William Savitt and Anitha Reddy are partners and Bita Assad is an associate at Wachtell, Lipton, Rosen & Katz. This post is based on their Wachtell memorandum.

Last week witnessed a critical but largely unremarked advance for plaintiffs seeking to impose liability on major public companies for the social costs of climate change.

The Ninth Circuit’s ruling in City of Oakland v. BP PLC cleared the path for state-court litigation against corporate defendants on the theory that producing, distributing, using, or profiting from fossil fuels constitutes a “public nuisance.” The cities of Oakland and San Francisco sued large energy companies in California state court, seeking an order requiring them “to fund a climate change adaptation program for the cities.” The energy companies removed the case to federal court and moved to dismiss the complaint.

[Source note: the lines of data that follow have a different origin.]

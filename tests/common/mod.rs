#![allow(dead_code)]

use std::sync::Arc;

use axum::{
    body::Body,
    http::{header, Method, Request},
    response::Response,
    Router,
};
use beverage_cms::{
    config::AppConfig,
    db,
    entities::{customer, product, user},
    services::{customers::CreateCustomer, products::CreateProduct, users::CreateUser},
    AppState,
};
use rust_decimal::Decimal;
use serde_json::Value;
use std::str::FromStr;
use http_body_util::BodyExt;
use tower::ServiceExt;

pub const ADMIN_EMAIL: &str = "admin@example.com";
pub const ADMIN_PASSWORD: &str = "admin-password-1";

/// Helper harness for spinning up an application state backed by an in-memory SQLite database.
pub struct TestApp {
    pub router: Router,
    pub state: AppState,
    pub admin: user::Model,
    cookie: String,
}

impl TestApp {
    /// Construct a new test application with fresh database state and a logged-in admin.
    pub async fn new() -> Self {
        Self::with_config(|_| {}).await
    }

    /// Like [`TestApp::new`], with a hook to adjust configuration first.
    pub async fn with_config(configure: impl FnOnce(&mut AppConfig)) -> Self {
        let mut cfg = AppConfig::new(
            "sqlite::memory:".to_string(),
            "127.0.0.1".to_string(),
            18_080,
            "test".to_string(),
        );
        cfg.db_max_connections = 1;
        cfg.db_min_connections = 1;
        cfg.company_name = "Test Beverages Ltd.".to_string();
        configure(&mut cfg);

        let pool = db::establish_connection_from_app_config(&cfg)
            .await
            .expect("failed to create test database");
        db::run_migrations(&pool)
            .await
            .expect("failed to run migrations in tests");

        let state = AppState::new(Arc::new(pool), cfg);
        let admin = state
            .services
            .users
            .create(CreateUser {
                name: "Admin".to_string(),
                email: ADMIN_EMAIL.to_string(),
                password: ADMIN_PASSWORD.to_string(),
                role: "admin".to_string(),
            })
            .await
            .expect("seed admin user");

        let router = beverage_cms::build_router(state.clone());
        let mut app = Self {
            router,
            state,
            admin,
            cookie: String::new(),
        };
        app.cookie = app.login_cookie(ADMIN_EMAIL, ADMIN_PASSWORD).await;
        app
    }

    /// `name=token` pair of the seeded admin's session
    pub fn cookie(&self) -> &str {
        &self.cookie
    }

    /// Send a request against the router with an optional session cookie.
    pub async fn request(
        &self,
        method: Method,
        uri: &str,
        body: Option<Value>,
        cookie: Option<&str>,
    ) -> Response {
        let mut builder = Request::builder().method(method).uri(uri);

        if let Some(cookie) = cookie {
            builder = builder.header(header::COOKIE, cookie);
        }

        let body = if let Some(json) = body {
            builder = builder.header(header::CONTENT_TYPE, "application/json");
            Body::from(serde_json::to_vec(&json).expect("failed to serialize json request body"))
        } else {
            Body::empty()
        };

        let request = builder.body(body).expect("failed to build request");
        self.router
            .clone()
            .oneshot(request)
            .await
            .expect("router error during test request")
    }

    /// Convenience helper for requests carrying the admin session.
    pub async fn request_authenticated(
        &self,
        method: Method,
        uri: &str,
        body: Option<Value>,
    ) -> Response {
        self.request(method, uri, body, Some(self.cookie())).await
    }

    pub async fn login(&self, email: &str, password: &str) -> Response {
        self.request(
            Method::POST,
            "/api/auth/login",
            Some(serde_json::json!({ "email": email, "password": password })),
            None,
        )
        .await
    }

    /// Logs in and returns the `name=token` pair from `Set-Cookie`.
    pub async fn login_cookie(&self, email: &str, password: &str) -> String {
        let response = self.login(email, password).await;
        assert_eq!(response.status(), 200, "login failed for {}", email);
        cookie_pair(&set_cookie(&response))
    }

    pub async fn create_editor(&self, email: &str, password: &str) -> user::Model {
        self.state
            .services
            .users
            .create(CreateUser {
                name: "Editor".to_string(),
                email: email.to_string(),
                password: password.to_string(),
                role: "editor".to_string(),
            })
            .await
            .expect("seed editor user")
    }

    pub async fn seed_customer(
        &self,
        business_name: &str,
        email: &str,
        business_type: &str,
        city: &str,
    ) -> customer::Model {
        self.state
            .services
            .customers
            .create(CreateCustomer {
                business_name: business_name.to_string(),
                contact_name: Some("Maria Silva".to_string()),
                email: email.to_string(),
                phone: Some("+351 210 000 000".to_string()),
                address: Some("Rua do Ouro 10".to_string()),
                city: Some(city.to_string()),
                business_type: business_type.to_string(),
                tax_id: None,
                notes: None,
                is_active: Some(true),
            })
            .await
            .expect("seed customer")
    }

    pub async fn seed_product(
        &self,
        sku: &str,
        name: &str,
        category: &str,
        price: &str,
        is_active: bool,
    ) -> product::Model {
        self.state
            .services
            .products
            .create(CreateProduct {
                sku: sku.to_string(),
                name: name.to_string(),
                description: Some(format!("{} for tests", name)),
                category: category.to_string(),
                brand: Some("Test Brewery".to_string()),
                volume_ml: Some(330),
                units_per_case: Some(24),
                price: Decimal::from_str(price).expect("valid price"),
                is_active: Some(is_active),
                image_url: None,
            })
            .await
            .expect("seed product")
    }
}

pub fn set_cookie(response: &Response) -> String {
    response
        .headers()
        .get(header::SET_COOKIE)
        .and_then(|v| v.to_str().ok())
        .expect("Set-Cookie header")
        .to_string()
}

/// First `name=value` segment of a `Set-Cookie` header
pub fn cookie_pair(set_cookie: &str) -> String {
    set_cookie
        .split(';')
        .next()
        .unwrap_or_default()
        .trim()
        .to_string()
}

pub async fn response_bytes(response: Response) -> Vec<u8> {
    response
        .into_body()
        .collect()
        .await
        .expect("response body bytes")
        .to_bytes()
        .to_vec()
}

pub async fn response_json(response: Response) -> Value {
    let bytes = response_bytes(response).await;
    serde_json::from_slice(&bytes).expect("json response")
}

/// Parses a decimal serialized as a JSON string
pub fn decimal(value: &Value) -> Decimal {
    Decimal::from_str(value.as_str().expect("decimal encoded as string")).expect("valid decimal")
}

The district court agreed with the energy companies that the cities’ state-law nuisance claim was governed by federal law. “If ever a problem cried out for a uniform and comprehensive solution,” wrote the district judge, it is the “geophysical problem” of climate change. “A patchwork of fifty different answers to the same fundamental global issue would be unworkable.” Unpersuaded, the Ninth Circuit concluded that the cities’ claim neither presented a “substantial question of federal law” nor was completely preempted by the federal Clean Air Act.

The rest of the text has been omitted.